State the number of lines in the following data that include the word "validate", with no other text.
*** Provided material ***
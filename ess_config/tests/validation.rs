use ess_config::{Config, load_toml};
use rstest::rstest;

const FULL: &str = r#"
dry_run = true

[link]
host = "10.0.0.5"
port = 1502
timeout_s = 3

[units]
read = 100
mode = 242
output = 100

[registers]
enable = 806
soc = 843
load_base = 817
pv = [811, 812, 813, 850]
mode = 33

[output]
register = 2902
day_value = 1
night_value = 2
allow_night_switch = true

[soc]
min = 30.0
charge_min = 55.0

[surplus]
margin_w = 150.0
confirm_s = 90.0

[night]
pv_threshold_w = 120.0
confirm_s = 900.0
decay_factor = 0.5
turn_off_below_charge_min = false

[shutdown]
off_delay_s = 45.0

[timing]
poll_interval_s = 2.0
min_write_gap_s = 10.0
min_output_write_gap_s = 60.0

[scaling]
soc_divisor = 10.0
addr_offset = -1
"#;

#[test]
fn parses_full_file() {
    let cfg = load_toml(FULL).expect("parse TOML");
    cfg.validate().expect("valid config should pass");
    assert!(cfg.dry_run);
    assert_eq!(cfg.link.port, 1502);
    assert_eq!(cfg.units.mode, 242);
    assert_eq!(cfg.registers.pv, vec![811, 812, 813, 850]);
    assert!(cfg.output.allow_night_switch);
    assert_eq!(cfg.shutdown.off_delay_s, 45.0);
    assert!(!cfg.shutdown.require_night_before_restart);
    assert_eq!(cfg.scaling.addr_offset, -1);
}

#[test]
fn partial_sections_keep_defaults() {
    let cfg = load_toml("[soc]\nmin = 20.0\n").expect("parse TOML");
    cfg.validate().expect("valid config should pass");
    assert_eq!(cfg.soc.min, 20.0);
    assert_eq!(cfg.soc.charge_min, 50.0);
    assert_eq!(cfg.shutdown.off_delay_s, 30.0);
    assert_eq!(cfg.link.host, "192.168.41.101");
}

#[test]
fn unknown_keys_are_rejected() {
    assert!(load_toml("[soc]\nminimum = 20.0\n").is_err());
}

#[rstest]
#[case("[soc]\nmin = 60.0\ncharge_min = 50.0\n", "must be below soc.charge_min")]
#[case("[soc]\nmin = -1.0\n", "within [0, 100]")]
#[case("[night]\ndecay_factor = 1.0\n", "decay_factor must be in [0.0, 1.0)")]
#[case("[night]\nconfirm_s = 0.0\n", "night.confirm_s must be > 0")]
#[case("[timing]\npoll_interval_s = 0.0\n", "poll_interval_s must be > 0")]
#[case("[timing]\nmin_write_gap_s = -5.0\n", "min_write_gap_s must be >= 0")]
#[case(
    "[timing]\nmin_output_write_gap_s = 1e9\n",
    "min_output_write_gap_s is unreasonably large"
)]
#[case("[timing]\nmin_write_gap_s = 90000.0\n", "min_write_gap_s is unreasonably large")]
#[case("[shutdown]\noff_delay_s = 1e20\n", "off_delay_s is unreasonably large")]
#[case("[scaling]\nsoc_divisor = 0.0\n", "soc_divisor must be > 0")]
#[case("[registers]\npv = []\n", "at least one register")]
#[case("[registers]\nload_base = 65534\n", "span")]
#[case("[scaling]\naddr_offset = -900\n", "outside 0..=65535")]
#[case("[link]\nhost = \" \"\n", "link.host")]
#[case("[link]\ntimeout_s = 0\n", "timeout_s must be >= 1")]
#[case(
    "[output]\nallow_night_switch = true\nday_value = 1\nnight_value = 1\n",
    "must differ"
)]
fn rejects_invalid(#[case] toml: &str, #[case] needle: &str) {
    let cfg = load_toml(toml).expect("parse TOML");
    let err = cfg.validate().expect_err("should be rejected");
    assert!(
        format!("{err}").contains(needle),
        "error {err:?} does not mention {needle:?}"
    );
}

#[test]
fn effective_config_round_trips_through_toml() {
    let cfg = load_toml(FULL).expect("parse TOML");
    let text = toml::to_string_pretty(&cfg).expect("serialize");
    let back: Config = load_toml(&text).expect("reparse");
    assert_eq!(back, cfg);
}

#[test]
fn day_long_delays_are_accepted() {
    let toml = "[shutdown]\noff_delay_s = 86400.0\n[timing]\nmin_write_gap_s = 86400.0\n";
    let cfg = load_toml(toml).expect("parse TOML");
    cfg.validate().expect("a 24h dwell is still valid");
}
***
## Output for this exercise:
4